JPAS: Job-progress-aware flow scheduling for deep learning clusters

Abstract

Deep learning (DL) is an increasingly important tool for large-scale data analytics and DL workloads are also common in today's production clusters due to the increasing number of deep-learning-driven services (e.g., online search and speech recognition). To handle ever-growing training datasets, it is common to conduct distributed DL (DDL) training to leverage multiple machines in parallel. Training DL models in parallel can incur significant bandwidth contention on shared clusters. As a result, the network is a well-known bottleneck for distributed training. Efficient network scheduling is essential for maximizing the performance of DL training. DL training is feedback-driven exploration (e.g., hyper-parameter tuning, model structure optimization), which requires multiple retrainings of deep learning models that differ in terms of their configuration. The information at the early stage of each retraining can facilitate the direct search for high-quality models. Thus, reducing the early-stage time can accelerate the exploration of DL training. In this paper, we propose JPAS, which is a flow scheduling system for DDL training jobs that aims at reducing the early-stage time.
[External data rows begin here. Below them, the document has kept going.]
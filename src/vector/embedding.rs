//! Embedding generation for the vector layer.
//!
//! The [`EmbeddingGenerator`] trait is the seam between the retrieval engine
//! and whatever produces vectors. Production code uses [`FastEmbedGenerator`],
//! which loads an ONNX sentence-transformer once and is then shared by every
//! collection through an `Arc<dyn EmbeddingGenerator>`. Tests and offline
//! tooling use [`HashEmbeddingGenerator`], a deterministic feature-hashing
//! embedder that needs no model download.
//!
//! Empty text is rejected with [`VectorError::EmptyInput`] rather than being
//! mapped to a zero vector; callers are expected to skip blank inputs.

use crate::vector::{VectorDimension, VectorError};
use fastembed::{EmbeddingModel, InitOptions, TextEmbedding};
use sha2::{Digest, Sha256};
use std::path::PathBuf;
use std::sync::{Arc, Mutex};
use tracing::{debug, info};

/// Trait for generating embeddings from text.
///
/// Implementations must be thread-safe: one instance is shared by all
/// collections and all request threads of a process.
pub trait EmbeddingGenerator: Send + Sync {
    /// Generate embeddings for multiple texts.
    ///
    /// # Arguments
    /// * `texts` - Slice of text strings to generate embeddings for
    ///
    /// # Returns
    /// A vector of embeddings, one for each input text in input order, or an error
    fn generate_embeddings(&self, texts: &[&str]) -> Result<Vec<Vec<f32>>, VectorError>;

    /// Get the dimension of embeddings produced by this generator.
    #[must_use]
    fn dimension(&self) -> VectorDimension;

    /// Human-readable model identifier, recorded in stats output.
    fn model_name(&self) -> &str;

    /// Embed a single text.
    ///
    /// # Errors
    /// Returns [`VectorError::EmptyInput`] for blank text, or the backend error.
    fn embed_one(&self, text: &str) -> Result<Vec<f32>, VectorError> {
        if text.trim().is_empty() {
            return Err(VectorError::EmptyInput);
        }
        let mut embeddings = self.generate_embeddings(&[text])?;
        let embedding = embeddings.pop().ok_or_else(|| {
            VectorError::EmbeddingFailed("Backend returned no embedding for input".to_string())
        })?;
        self.dimension().validate_vector(&embedding)?;
        Ok(embedding)
    }

    /// Embed many texts, preserving input order 1:1.
    fn embed_many(&self, texts: &[&str]) -> Result<Vec<Vec<f32>>, VectorError> {
        if texts.iter().any(|t| t.trim().is_empty()) {
            return Err(VectorError::EmptyInput);
        }
        let embeddings = self.generate_embeddings(texts)?;
        if embeddings.len() != texts.len() {
            return Err(VectorError::EmbeddingFailed(format!(
                "Backend returned {} embeddings for {} inputs",
                embeddings.len(),
                texts.len()
            )));
        }
        let dimension = self.dimension();
        for embedding in &embeddings {
            dimension.validate_vector(embedding)?;
        }
        Ok(embeddings)
    }
}

/// FastEmbed implementation backed by an ONNX sentence-transformer.
///
/// The model is loaded synchronously in the constructor; nothing can be
/// embedded until it returns. Inference goes through a mutex because
/// `TextEmbedding::embed` needs exclusive access.
pub struct FastEmbedGenerator {
    model: Mutex<TextEmbedding>,
    dimension: VectorDimension,
    model_name: String,
    batch_size: usize,
}

impl std::fmt::Debug for FastEmbedGenerator {
    fn fmt(&self, f: &mut std::fmt::Formatter<'_>) -> std::fmt::Result {
        f.debug_struct("FastEmbedGenerator")
            .field("model", &"<TextEmbedding>")
            .field("model_name", &self.model_name)
            .field("dimension", &self.dimension)
            .field("batch_size", &self.batch_size)
            .finish()
    }
}

impl FastEmbedGenerator {
    /// Load the given model, downloading it into `cache_dir` on first use.
    ///
    /// The output dimension is probed with a test embedding instead of
    /// being hard-coded per model.
    ///
    /// # Errors
    /// Returns an error if the model fails to initialize or download.
    pub fn new(
        model: EmbeddingModel,
        cache_dir: PathBuf,
        show_download_progress: bool,
        batch_size: usize,
    ) -> Result<Self, VectorError> {
        let model_name = model_to_string(&model);
        info!(model = %model_name, cache_dir = %cache_dir.display(), "Loading embedding model");

        let mut text_model = TextEmbedding::try_new(
            InitOptions::new(model)
                .with_cache_dir(cache_dir)
                .with_show_download_progress(show_download_progress),
        )
        .map_err(|e| VectorError::EmbeddingFailed(
            format!("Failed to initialize embedding model: {e}. Ensure you have internet connection for first-time model download")
        ))?;

        let probe = text_model
            .embed(vec!["test"], None)
            .map_err(|e| VectorError::EmbeddingFailed(format!("Model probe failed: {e}")))?;
        let dimension = probe
            .first()
            .map(Vec::len)
            .ok_or_else(|| VectorError::EmbeddingFailed("Model probe returned nothing".into()))?;
        let dimension = VectorDimension::new(dimension)?;

        info!(model = %model_name, %dimension, "Embedding model loaded");

        Ok(Self {
            model: Mutex::new(text_model),
            dimension,
            model_name,
            batch_size: batch_size.max(1),
        })
    }

    /// Load the model described by the embedding settings.
    pub fn from_config(config: &crate::config::EmbeddingConfig) -> Result<Self, VectorError> {
        let model = parse_embedding_model(&config.model)?;
        Self::new(
            model,
            config.cache_dir.clone(),
            config.show_download_progress,
            config.batch_size,
        )
    }
}

impl EmbeddingGenerator for FastEmbedGenerator {
    fn generate_embeddings(&self, texts: &[&str]) -> Result<Vec<Vec<f32>>, VectorError> {
        if texts.is_empty() {
            return Ok(Vec::new());
        }

        debug!(count = texts.len(), "Generating embeddings");

        let embeddings = self
            .model
            .lock()
            .map_err(|_| {
                VectorError::EmbeddingFailed(
                    "Failed to acquire embedding model lock - model may be poisoned".to_string(),
                )
            })?
            .embed(texts.to_vec(), Some(self.batch_size))
            .map_err(|e| {
                VectorError::EmbeddingFailed(format!("Failed to generate embeddings: {e}"))
            })?;

        for embedding in &embeddings {
            self.dimension.validate_vector(embedding)?;
        }

        Ok(embeddings)
    }

    fn dimension(&self) -> VectorDimension {
        self.dimension
    }

    fn model_name(&self) -> &str {
        &self.model_name
    }
}

/// Deterministic feature-hashing embedder.
///
/// Each lowercase alphanumeric token is hashed with SHA-256 into one bucket
/// with a +/-1 sign, and the result is L2-normalized. Identical text always
/// maps to the identical vector, so a self-query has distance 0. Texts that
/// share words land close together, which is enough for tests and for
/// running the engine without a model download.
#[derive(Debug, Clone)]
pub struct HashEmbeddingGenerator {
    dimension: VectorDimension,
}

impl Default for HashEmbeddingGenerator {
    fn default() -> Self {
        Self::new(VectorDimension::dimension_384())
    }
}

impl HashEmbeddingGenerator {
    /// Name reported by [`EmbeddingGenerator::model_name`].
    pub const MODEL_NAME: &'static str = "hash";

    #[must_use]
    pub fn new(dimension: VectorDimension) -> Self {
        Self { dimension }
    }

    fn embed_text(&self, text: &str) -> Vec<f32> {
        let dim = self.dimension.get();
        let mut embedding = vec![0.0f32; dim];

        let lowered = text.to_lowercase();
        let mut tokens: Vec<&str> = lowered
            .split(|c: char| !c.is_alphanumeric())
            .filter(|t| !t.is_empty())
            .collect();
        let trimmed = lowered.trim();
        if tokens.is_empty() && !trimmed.is_empty() {
            tokens.push(trimmed);
        }

        for token in tokens {
            let digest = Sha256::digest(token.as_bytes());
            let mut bucket_bytes = [0u8; 8];
            bucket_bytes.copy_from_slice(&digest[..8]);
            let bucket = (u64::from_le_bytes(bucket_bytes) % dim as u64) as usize;
            let sign = if digest[8] & 1 == 0 { 1.0 } else { -1.0 };
            embedding[bucket] += sign;
        }

        let magnitude: f32 = embedding.iter().map(|x| x * x).sum::<f32>().sqrt();
        if magnitude > 0.0 {
            for val in &mut embedding {
                *val /= magnitude;
            }
        }
        embedding
    }
}

impl EmbeddingGenerator for HashEmbeddingGenerator {
    fn generate_embeddings(&self, texts: &[&str]) -> Result<Vec<Vec<f32>>, VectorError> {
        Ok(texts.iter().map(|text| self.embed_text(text)).collect())
    }

    fn dimension(&self) -> VectorDimension {
        self.dimension
    }

    fn model_name(&self) -> &str {
        Self::MODEL_NAME
    }
}

/// Build the embedder named by the settings.
///
/// `model = "hash"` selects [`HashEmbeddingGenerator`] at the default
/// dimension and needs no download; any other name is loaded with fastembed.
pub fn embedder_from_config(
    config: &crate::config::EmbeddingConfig,
) -> Result<Arc<dyn EmbeddingGenerator>, VectorError> {
    if config.model.eq_ignore_ascii_case(HashEmbeddingGenerator::MODEL_NAME) {
        return Ok(Arc::new(HashEmbeddingGenerator::default()));
    }
    Ok(Arc::new(FastEmbedGenerator::from_config(config)?))
}

/// Parse a configured model name into a fastembed model.
///
/// Accepts the enum variant spelling (`AllMiniLML6V2`) and the
/// Hugging Face repository spelling (`sentence-transformers/all-MiniLM-L6-v2`).
pub fn parse_embedding_model(name: &str) -> Result<EmbeddingModel, VectorError> {
    let normalized = name
        .rsplit('/')
        .next()
        .unwrap_or(name)
        .to_lowercase()
        .replace(['-', '_', '.'], "");

    let model = match normalized.as_str() {
        "allminilml6v2" => EmbeddingModel::AllMiniLML6V2,
        "allminilml12v2" => EmbeddingModel::AllMiniLML12V2,
        "paraphrasemultilingualminilml12v2" | "paraphrasemlminilml12v2" => {
            EmbeddingModel::ParaphraseMLMiniLML12V2
        }
        "multilinguale5small" => EmbeddingModel::MultilingualE5Small,
        "multilinguale5base" => EmbeddingModel::MultilingualE5Base,
        "bgesmallenv15" => EmbeddingModel::BGESmallENV15,
        "bgebaseenv15" => EmbeddingModel::BGEBaseENV15,
        _ => {
            return Err(VectorError::EmbeddingFailed(format!(
                "Unknown embedding model '{name}'. Supported: AllMiniLML6V2, AllMiniLML12V2, ParaphraseMLMiniLML12V2, MultilingualE5Small, MultilingualE5Base, BGESmallENV15, BGEBaseENV15"
            )));
        }
    };
    Ok(model)
}

/// Canonical name of a fastembed model, as written to settings and stats.
#[must_use]
pub fn model_to_string(model: &EmbeddingModel) -> String {
    match model {
        EmbeddingModel::AllMiniLML6V2 => "AllMiniLML6V2",
        EmbeddingModel::AllMiniLML12V2 => "AllMiniLML12V2",
        EmbeddingModel::ParaphraseMLMiniLML12V2 => "ParaphraseMLMiniLML12V2",
        EmbeddingModel::MultilingualE5Small => "MultilingualE5Small",
        EmbeddingModel::MultilingualE5Base => "MultilingualE5Base",
        EmbeddingModel::BGESmallENV15 => "BGESmallENV15",
        EmbeddingModel::BGEBaseENV15 => "BGEBaseENV15",
        other => return format!("{other:?}"),
    }
    .to_string()
}
use dualrag::config::CollectionsConfig;
use dualrag::{HashEmbeddingGenerator, KnowledgeRetriever, TextChunker};
use std::path::{Path, PathBuf};
use std::sync::Arc;
use tempfile::TempDir;

/// A throwaway data directory with a retriever over the offline hash embedder.
pub struct TestWorkspace {
    pub dir: TempDir,
}

impl TestWorkspace {
    pub fn new() -> Self {
        Self {
            dir: TempDir::new().expect("Failed to create temp dir"),
        }
    }

    pub fn data_dir(&self) -> PathBuf {
        self.dir.path().join("collections")
    }

    /// A fresh retriever over the same directory, as after a process restart.
    pub fn retriever(&self) -> KnowledgeRetriever {
        let chunker = TextChunker::new(300, 50).expect("valid chunker");
        KnowledgeRetriever::new(
            Arc::new(HashEmbeddingGenerator::default()),
            self.data_dir(),
            chunker,
            CollectionsConfig::default(),
        )
        .expect("Failed to create retriever")
    }

    pub fn artifact(&self, name: &str, extension: &str) -> PathBuf {
        self.data_dir().join(format!("{name}.{extension}"))
    }

    pub fn add_file(&self, path: &str, content: &str) -> PathBuf {
        let file_path = self.dir.path().join(path);
        if let Some(parent) = file_path.parent() {
            std::fs::create_dir_all(parent).expect("Failed to create parent dirs");
        }
        std::fs::write(&file_path, content).expect("Failed to write file");
        file_path
    }

    #[allow(dead_code)]
    pub fn path(&self) -> &Path {
        self.dir.path()
    }
}
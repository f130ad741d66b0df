//! Type-safe wrappers and core types for the vector layer.
//!
//! Dimensions and distances get their own newtypes so that a raw `usize`
//! or `f32` never travels through the engine without validation.

use thiserror::Error;

/// Native output dimension of all-MiniLM-L6-v2, the default embedding model.
pub const VECTOR_DIMENSION_384: usize = 384;

/// Type-safe wrapper for vector dimensions.
///
/// Every index is created with one dimension and rejects vectors of any
/// other length.
#[derive(Debug, Clone, Copy, PartialEq, Eq, Hash)]
pub struct VectorDimension(usize);

impl VectorDimension {
    /// Creates a new `VectorDimension` with validation.
    ///
    /// Returns an error if the dimension is zero.
    pub fn new(dim: usize) -> Result<Self, VectorError> {
        if dim == 0 {
            return Err(VectorError::InvalidDimension {
                dimension: 0,
                reason: "Vector dimension cannot be zero",
            });
        }
        Ok(Self(dim))
    }

    /// Creates a standard 384-dimensional vector dimension.
    #[must_use]
    pub const fn dimension_384() -> Self {
        Self(VECTOR_DIMENSION_384)
    }

    /// Returns the underlying dimension value.
    #[must_use]
    pub const fn get(&self) -> usize {
        self.0
    }

    /// Validates that a vector has the expected dimension.
    pub fn validate_vector(&self, vector: &[f32]) -> Result<(), VectorError> {
        if vector.len() != self.0 {
            return Err(VectorError::DimensionMismatch {
                expected: self.0,
                actual: vector.len(),
            });
        }
        Ok(())
    }
}

impl std::fmt::Display for VectorDimension {
    fn fmt(&self, f: &mut std::fmt::Formatter<'_>) -> std::fmt::Result {
        write!(f, "{}", self.0)
    }
}

/// Squared Euclidean distance between two embeddings.
///
/// Lower is more similar; 0.0 is an exact match. Distances are never NaN,
/// which lets them be totally ordered.
#[derive(Debug, Clone, Copy, PartialEq, serde::Serialize, serde::Deserialize)]
#[serde(transparent)]
pub struct Distance(f32);

impl Distance {
    /// Creates a new `Distance` with validation.
    ///
    /// Returns an error if the value is negative or NaN.
    pub fn new(value: f32) -> Result<Self, VectorError> {
        if value.is_nan() {
            return Err(VectorError::InvalidDistance {
                value,
                reason: "Distance cannot be NaN",
            });
        }
        if value < 0.0 {
            return Err(VectorError::InvalidDistance {
                value,
                reason: "Squared distance cannot be negative",
            });
        }
        Ok(Self(value))
    }

    /// Distance of a vector to itself.
    #[must_use]
    pub const fn zero() -> Self {
        Self(0.0)
    }

    /// Returns the underlying f32 value.
    #[must_use]
    pub fn get(&self) -> f32 {
        self.0
    }
}

impl Eq for Distance {}

impl PartialOrd for Distance {
    fn partial_cmp(&self, other: &Self) -> Option<std::cmp::Ordering> {
        Some(self.cmp(other))
    }
}

impl Ord for Distance {
    fn cmp(&self, other: &Self) -> std::cmp::Ordering {
        self.0.total_cmp(&other.0)
    }
}

/// Squared L2 distance between two equal-length vectors.
///
/// No normalization is applied; callers must validate dimensions first.
#[inline]
#[must_use]
pub fn squared_l2(a: &[f32], b: &[f32]) -> f32 {
    debug_assert_eq!(a.len(), b.len());
    a.iter()
        .zip(b.iter())
        .map(|(x, y)| {
            let d = x - y;
            d * d
        })
        .sum()
}

/// Errors that can occur during vector operations.
///
/// All error messages include actionable suggestions for resolution.
#[derive(Error, Debug)]
pub enum VectorError {
    #[error(
        "Vector dimension mismatch: expected {expected}, got {actual}\nSuggestion: Ensure all vectors use the same embedding model"
    )]
    DimensionMismatch { expected: usize, actual: usize },

    #[error("Invalid vector dimension: {dimension}\nReason: {reason}")]
    InvalidDimension {
        dimension: usize,
        reason: &'static str,
    },

    #[error("Invalid distance value: {value}\nReason: {reason}")]
    InvalidDistance { value: f32, reason: &'static str },

    #[error(
        "Batch length mismatch: {vectors} vectors, {documents} documents, {metadatas} metadata entries\nSuggestion: Build vectors, documents and metadata from the same record list"
    )]
    LengthMismatch {
        vectors: usize,
        documents: usize,
        metadatas: usize,
    },

    #[error("Cannot embed empty text\nSuggestion: Skip blank inputs before calling the embedder")]
    EmptyInput,

    #[error("Storage error: {0}\nSuggestion: Check disk space and file permissions")]
    Storage(#[from] std::io::Error),

    #[error(
        "Embedding generation failed: {0}\nSuggestion: Verify the embedding model is properly initialized"
    )]
    EmbeddingFailed(String),

    #[error(
        "Serialization error: {0}\nSuggestion: Check that vector data is valid and not corrupted"
    )]
    Serialization(String),

    #[error("Invalid storage format: {0}")]
    InvalidFormat(String),

    #[error(
        "Invalid storage version: expected {expected}, got {actual}\nSuggestion: Migrate the storage format or use a compatible version"
    )]
    VersionMismatch { expected: u32, actual: u32 },
}
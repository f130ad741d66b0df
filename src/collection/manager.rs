//! Registry of open collections, keyed by collection name.
//!
//! The manager guarantees at most one [`Collection`] per identity within the
//! process and owns the whole-collection file lifecycle used for tenant
//! decommissioning and cloning.

use std::path::{Path, PathBuf};
use std::sync::Arc;

use dashmap::DashMap;
use tracing::{debug, info, warn};

use crate::collection::snapshot::DocumentSnapshotFile;
use crate::collection::{Collection, CollectionError, CollectionId, LoadOutcome};
use crate::vector::{VectorDimension, VectorSnapshotFile, write_atomically};

#[derive(Debug)]
pub struct CollectionManager {
    data_dir: PathBuf,
    dimension: VectorDimension,
    collections: DashMap<String, Arc<Collection>>,
}

impl CollectionManager {
    /// Creates the data directory if needed.
    pub fn new(
        data_dir: impl Into<PathBuf>,
        dimension: VectorDimension,
    ) -> Result<Self, CollectionError> {
        let data_dir = data_dir.into();
        std::fs::create_dir_all(&data_dir).map_err(|source| CollectionError::Io {
            path: data_dir.clone(),
            source,
        })?;

        Ok(Self {
            data_dir,
            dimension,
            collections: DashMap::new(),
        })
    }

    /// Returns the cached collection, or loads (or creates) and caches it.
    ///
    /// Concurrent callers for the same identity all receive the same
    /// instance; the snapshot is read once.
    pub fn get_or_create(&self, id: &CollectionId) -> Result<Arc<Collection>, CollectionError> {
        if let Some(existing) = self.collections.get(id.name()) {
            return Ok(Arc::clone(existing.value()));
        }

        let entry = self
            .collections
            .entry(id.name().to_string())
            .or_try_insert_with(|| {
                let (collection, outcome) =
                    Collection::open(&self.data_dir, id.clone(), self.dimension)?;
                match outcome {
                    LoadOutcome::Created => debug!(collection = %id, "Created collection"),
                    LoadOutcome::Loaded { count } => {
                        info!(collection = %id, count, "Loaded collection")
                    }
                    // Already reported by Collection::open
                    LoadOutcome::Recovered { .. } => {}
                }
                Ok::<_, CollectionError>(Arc::new(collection))
            })?;

        Ok(Arc::clone(entry.value()))
    }

    /// Removes both snapshot files for `id`, whether or not it is open.
    ///
    /// An open instance stays registered and is emptied in place, so callers
    /// still holding it keep sharing the one instance for this identity.
    /// Absent files are not an error. Returns whether anything was removed
    /// from disk.
    pub fn delete_all_artifacts(&self, id: &CollectionId) -> Result<bool, CollectionError> {
        let had_files = self.artifacts_exist(id);

        let vectors = VectorSnapshotFile::new(&self.data_dir, id.name());
        let removed_vectors = vectors.remove().map_err(|source| CollectionError::Io {
            path: vectors.path().to_path_buf(),
            source,
        })?;
        let removed_documents = DocumentSnapshotFile::new(&self.data_dir, id.name()).remove()?;

        if let Some(open) = self.open_instance(id) {
            open.clear()?;
        }

        let removed = had_files || removed_vectors || removed_documents;
        if removed {
            info!(collection = %id, "Deleted collection artifacts");
        }
        Ok(removed)
    }

    /// Byte-copies the snapshot of `source` to `target`.
    ///
    /// Returns the number of files copied: 2, or 0 when `source` has no
    /// complete snapshot on disk, in which case `target` is left untouched.
    /// The source is read under its read lock and the target is replaced and
    /// reloaded under its write lock, so the registered `target` instance
    /// reflects the copy and no append on either side can tear it.
    pub fn duplicate_artifacts(
        &self,
        source: &CollectionId,
        target: &CollectionId,
    ) -> Result<usize, CollectionError> {
        if source == target {
            return Err(CollectionError::InvalidIdentity {
                name: target.name().to_string(),
                reason: "cannot duplicate a collection onto itself",
            });
        }

        let source_collection = self.get_or_create(source)?;
        let Some((vectors, documents)) =
            source_collection.with_read_lock(|| self.read_artifacts(source))?
        else {
            return Ok(0);
        };

        let target_collection = self.get_or_create(target)?;
        let ((), outcome) = target_collection.replace_files(|| {
            let dst_vectors = VectorSnapshotFile::new(&self.data_dir, target.name());
            let dst_documents = DocumentSnapshotFile::new(&self.data_dir, target.name());
            write_file(dst_vectors.path(), &vectors)?;
            write_file(dst_documents.path(), &documents)
        })?;

        info!(
            source = %source,
            target = %target,
            ?outcome,
            "Duplicated collection artifacts"
        );
        Ok(2)
    }

    /// Both snapshot files of `id`, or `None` when the snapshot is absent
    /// or incomplete.
    fn read_artifacts(
        &self,
        id: &CollectionId,
    ) -> Result<Option<(Vec<u8>, Vec<u8>)>, CollectionError> {
        let vectors = VectorSnapshotFile::new(&self.data_dir, id.name());
        let documents = DocumentSnapshotFile::new(&self.data_dir, id.name());

        match (vectors.exists(), documents.exists()) {
            (true, true) => {}
            (false, false) => {
                debug!(collection = %id, "Nothing to duplicate");
                return Ok(None);
            }
            _ => {
                warn!(collection = %id, "Skipping duplicate of incomplete snapshot");
                return Ok(None);
            }
        }

        Ok(Some((read_file(vectors.path())?, read_file(documents.path())?)))
    }

    fn open_instance(&self, id: &CollectionId) -> Option<Arc<Collection>> {
        self.collections
            .get(id.name())
            .map(|entry| Arc::clone(entry.value()))
    }

    /// Whether either snapshot file exists for `id`.
    pub fn artifacts_exist(&self, id: &CollectionId) -> bool {
        VectorSnapshotFile::new(&self.data_dir, id.name()).exists()
            || DocumentSnapshotFile::new(&self.data_dir, id.name()).exists()
    }

    pub fn is_open(&self, id: &CollectionId) -> bool {
        self.collections.contains_key(id.name())
    }

    pub fn open_count(&self) -> usize {
        self.collections.len()
    }

    pub fn data_dir(&self) -> &Path {
        &self.data_dir
    }

    pub fn dimension(&self) -> VectorDimension {
        self.dimension
    }
}

fn read_file(path: &Path) -> Result<Vec<u8>, CollectionError> {
    std::fs::read(path).map_err(|source| CollectionError::Io {
        path: path.to_path_buf(),
        source,
    })
}

fn write_file(path: &Path, bytes: &[u8]) -> Result<(), CollectionError> {
    write_atomically(path, bytes).map_err(|source| CollectionError::Io {
        path: path.to_path_buf(),
        source,
    })
}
JPAS uses a simple greedy mechanism to periodically order all DDL jobs. Each host machine sets priorities for its flows using the corresponding job order and offloads the flow scheduling and rate allocation to the underlying priority-enabled network. We evaluate JPAS over a real testbed that is composed of 13 servers and a commodity switch. The evaluation results demonstrate that JPAS can reduce the time to reach 90% or 95% of the converged accuracy by up to 38%. Hence, JPAS can remarkably reduce the early-stage time and thus accelerate the search for high-quality models.